I am having a very difficult time understanding how a large corporation like SAFEWAY wasn't more proactive (or were they?) about these assaults in their parking lots!(Just one or all three in Safeways?) Anyone know what, if anything they did after the FIRST or SECOND assault to protect their Customers? (Apparently not enough since there was a THIRD attack?!) And please, someone explain to me how AGT's wanted poster could be on their front doors and no Safeway employee called in a tip? (Or did they?)I mean the guy worked there!!! And how could they NOT know that car wasn't his? It's so distinctive. Maybe I just don't have the whole story, but Safeway isn't looking too good at the moment...just my opinion!

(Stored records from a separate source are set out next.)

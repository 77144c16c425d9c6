//! # Greenstar
//!
//! The pieces behind a small personal blog: the application shell that maps
//! URLs to views, and a singly linked list kept alongside it as a
//! data-structure exercise.
//!
//! ## Architecture
//!
//! - **List**: a chain of boxed nodes with indexed add/get/set/remove
//! - **Router**: path patterns (`/post/:type/:id`, catch-all), ranking,
//!   redirects, base path, history
//! - **Views**: the components the route table points at
//! - **Site**: blog content and configuration (JSON via serde)
//! - **App**: plugin registration, mounting, navigation and rendering
//!
//! Everything is single-threaded and synchronous.

#![warn(missing_docs)]
#![warn(clippy::all)]

pub mod app;
pub mod error;
pub mod list;
pub mod router;
pub mod site;
pub mod view;

// Re-export main types
pub use app::{App, Page, Plugin, Stylesheets};
pub use error::{AppError, GreenstarError, ListError, Result, RouteError, SiteError};
pub use list::LinkedList;
pub use router::{
    History, ParamValue, ResolvedRoute, RouteParams, RoutePattern, RouteRecord, RouteTarget,
    Router, Segment, MAX_REDIRECTS,
};
pub use site::{Post, SiteConfig};
pub use view::View;

/// Greenstar version
pub const VERSION: &str = env!("CARGO_PKG_VERSION");
//! Route path patterns: parsing, matching and ranking

use std::collections::HashSet;
use std::fmt;

use super::params::{ParamValue, RouteParams};
use crate::error::RouteError;

/// Rank of a static segment (and of the root pattern `/`).
const STATIC_SCORE: i32 = 80;

/// Rank of a single-segment parameter.
const PARAM_SCORE: i32 = 40;

/// Rank of a catch-all parameter; below everything else.
const CATCH_ALL_SCORE: i32 = -20;

/// Suffix marking a parameter as catch-all: `:name(.*)*`.
const CATCH_ALL_SUFFIX: &str = "(.*)*";

/// One `/`-separated piece of a pattern.
#[derive(Debug, Clone, PartialEq, Eq)]
pub enum Segment {
    /// Literal text, compared case-insensitively
    Static(String),

    /// `:name` — exactly one non-empty segment
    Param(String),

    /// `:name(.*)*` — zero or more trailing segments
    CatchAll(String),
}

impl Segment {
    fn score(&self) -> i32 {
        match self {
            Segment::Static(_) => STATIC_SCORE,
            Segment::Param(_) => PARAM_SCORE,
            Segment::CatchAll(_) => CATCH_ALL_SCORE,
        }
    }
}

/// A parsed route pattern such as `/post/:type/:id`.
///
/// # Example
///
/// ```
/// use greenstar::RoutePattern;
///
/// let pattern = RoutePattern::parse("/post/:type/:id").unwrap();
/// let params = pattern.match_path("/post/algorithm/7").unwrap();
///
/// assert_eq!(params.get_str("type"), Some("algorithm"));
/// assert_eq!(params.get_str("id"), Some("7"));
/// assert!(pattern.match_path("/post/algorithm").is_none());
/// ```
#[derive(Debug, Clone, PartialEq, Eq)]
pub struct RoutePattern {
    source: String,
    segments: Vec<Segment>,
    score: Vec<i32>,
}

impl RoutePattern {
    /// Parse a pattern string.
    ///
    /// # Errors
    ///
    /// `InvalidPattern` when the pattern does not start with `/`, a
    /// parameter has an empty or repeated name, a parameter uses a custom
    /// regex other than the catch-all form, or a catch-all is not last.
    pub fn parse(pattern: &str) -> Result<Self, RouteError> {
        let invalid = |reason: &str| RouteError::InvalidPattern {
            pattern: pattern.to_string(),
            reason: reason.to_string(),
        };

        if !pattern.starts_with('/') {
            return Err(invalid("must start with '/'"));
        }

        let pieces: Vec<&str> = split_segments(pattern).collect();
        let mut segments = Vec::with_capacity(pieces.len());
        let mut seen = HashSet::new();

        for (i, piece) in pieces.iter().enumerate() {
            let segment = match piece.strip_prefix(':') {
                Some(rest) => {
                    let (name, catch_all) = match rest.strip_suffix(CATCH_ALL_SUFFIX) {
                        Some(name) => (name, true),
                        None => (rest, false),
                    };
                    if name.is_empty() {
                        return Err(invalid("empty parameter name"));
                    }
                    if !name.chars().all(|c| c.is_alphanumeric() || c == '_') {
                        return Err(invalid("unsupported parameter syntax"));
                    }
                    if !seen.insert(name) {
                        return Err(invalid("duplicate parameter name"));
                    }
                    if catch_all {
                        if i + 1 != pieces.len() {
                            return Err(invalid("catch-all parameter must be last"));
                        }
                        Segment::CatchAll(name.to_string())
                    } else {
                        Segment::Param(name.to_string())
                    }
                }
                None => Segment::Static((*piece).to_string()),
            };
            segments.push(segment);
        }

        let score = if segments.is_empty() {
            vec![STATIC_SCORE]
        } else {
            segments.iter().map(Segment::score).collect()
        };

        Ok(Self {
            source: pattern.to_string(),
            segments,
            score,
        })
    }

    /// The pattern as written.
    pub fn as_str(&self) -> &str {
        &self.source
    }

    /// Parsed segments.
    pub fn segments(&self) -> &[Segment] {
        &self.segments
    }

    /// Names of all parameters, in pattern order.
    pub fn param_names(&self) -> Vec<&str> {
        self.segments
            .iter()
            .filter_map(|s| match s {
                Segment::Param(name) | Segment::CatchAll(name) => Some(name.as_str()),
                Segment::Static(_) => None,
            })
            .collect()
    }

    /// Ranking key; a higher key wins when several patterns match.
    ///
    /// Keys compare lexicographically, so a longer key beats any of its
    /// own prefixes.
    pub fn score(&self) -> &[i32] {
        &self.score
    }

    /// Whether this pattern ends in a catch-all parameter.
    pub fn is_catch_all(&self) -> bool {
        matches!(self.segments.last(), Some(Segment::CatchAll(_)))
    }

    /// Match a path (no query or fragment) against this pattern.
    ///
    /// Empty segments are ignored, so trailing and doubled slashes are
    /// tolerated. Parameter values are percent-decoded.
    pub fn match_path(&self, path: &str) -> Option<RouteParams> {
        let parts: Vec<&str> = split_segments(path).collect();
        self.match_segments(&parts)
    }

    pub(crate) fn match_segments(&self, parts: &[&str]) -> Option<RouteParams> {
        let mut params = RouteParams::new();
        let mut i = 0;

        for segment in &self.segments {
            match segment {
                Segment::Static(text) => {
                    let part = parts.get(i)?;
                    if !part.eq_ignore_ascii_case(text) {
                        return None;
                    }
                    i += 1;
                }
                Segment::Param(name) => {
                    let part = parts.get(i)?;
                    params.insert(name.clone(), ParamValue::Single(percent_decode(part)));
                    i += 1;
                }
                Segment::CatchAll(name) => {
                    let rest = parts[i..].iter().map(|p| percent_decode(p)).collect();
                    params.insert(name.clone(), ParamValue::Repeated(rest));
                    i = parts.len();
                }
            }
        }

        (i == parts.len()).then_some(params)
    }
}

impl fmt::Display for RoutePattern {
    fn fmt(&self, f: &mut fmt::Formatter<'_>) -> fmt::Result {
        f.write_str(&self.source)
    }
}

/// Non-empty `/`-separated pieces of a path.
pub(crate) fn split_segments(path: &str) -> impl Iterator<Item = &str> {
    path.split('/').filter(|s| !s.is_empty())
}

/// Decode `%XX` escapes. Malformed escapes are kept literally and invalid
/// UTF-8 is replaced.
pub(crate) fn percent_decode(input: &str) -> String {
    let bytes = input.as_bytes();
    let mut out = Vec::with_capacity(bytes.len());
    let mut i = 0;

    while i < bytes.len() {
        if bytes[i] == b'%' {
            let hi = bytes.get(i + 1).and_then(hex_value);
            let lo = bytes.get(i + 2).and_then(hex_value);
            if let (Some(hi), Some(lo)) = (hi, lo) {
                out.push((hi << 4) | lo);
                i += 3;
                continue;
            }
        }
        out.push(bytes[i]);
        i += 1;
    }

    String::from_utf8_lossy(&out).into_owned()
}

/// Escape the characters that would change how a segment is parsed.
pub(crate) fn percent_encode_segment(input: &str) -> String {
    let mut out = String::with_capacity(input.len());
    for c in input.chars() {
        match c {
            '%' => out.push_str("%25"),
            '/' => out.push_str("%2F"),
            '?' => out.push_str("%3F"),
            '#' => out.push_str("%23"),
            ' ' => out.push_str("%20"),
            _ => out.push(c),
        }
    }
    out
}

fn hex_value(b: &u8) -> Option<u8> {
    (*b as char).to_digit(16).map(|d| d as u8)
}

I may very well be wrong since I haven't checked the archives but I believe the attacks all took place during one week in March 2009. That's a very short amount of time for a corporation that size to respond to anything. The manager has to kick it upstairs to the regional manager who has to kick it upstairs to the VP in charge of security who has to generate or approve a solution, blah blah blah.
Safeway may very well have taken additional security precautions at some point after the first attack but part of security is to keep it secret. Don't tell anyone who doesn't need to know just what you're doing in terms of security and it is more likely your security measures will be successful.
One of the attacks was not, in my strictly amateur opinion, even an attack in legal terms. The victim heard footsteps behind her at 11 pm, increased her speed, said that the footsteps also increased in speed, got into her car, locked the doors and saw the suspect staring at her with what she described as a smirk on his face.
I have no doubt it was scary as all get out but in legal terms, what exactly did the suspect do that was illegal? She was in a parking lot. He was in the same parking lot. She was walking to her car and had the impression he was following her. Although she felt he was following and matching her increase in speed, the fact of the matter is that she got safely into her car, so he couldn't not have been that close to her.
Staring and smirking in public is obnoxious but not illegal; otherwise I estimate the majority of 18-25 year old men would be serving time. And a fair number of teens and older men, too.
As for why no one who worked with him called him in based on the sketch, well, I seem to be in the minority here because I don't think the sketch looks anything like the photos I've seen of AGT. To me, there is barely anything there that matches AGT's features in his photos. Considering it is fairly common for people to differ in real life compared to their photos (the whole "the camera puts on ten pounds" thing), I don't think it's too farfetched to think that no one who worked with him saw the resemblance.
Particularly if AGT did his "good guy" act at work. If he was creepy at work the way Gary Ridgway was, then I think it would be easier to think maybe the sketch was of AGT. But if he was a nice guy and not creepy at all, then it would be more difficult to associate someone like that with the violent behaviour of the perp.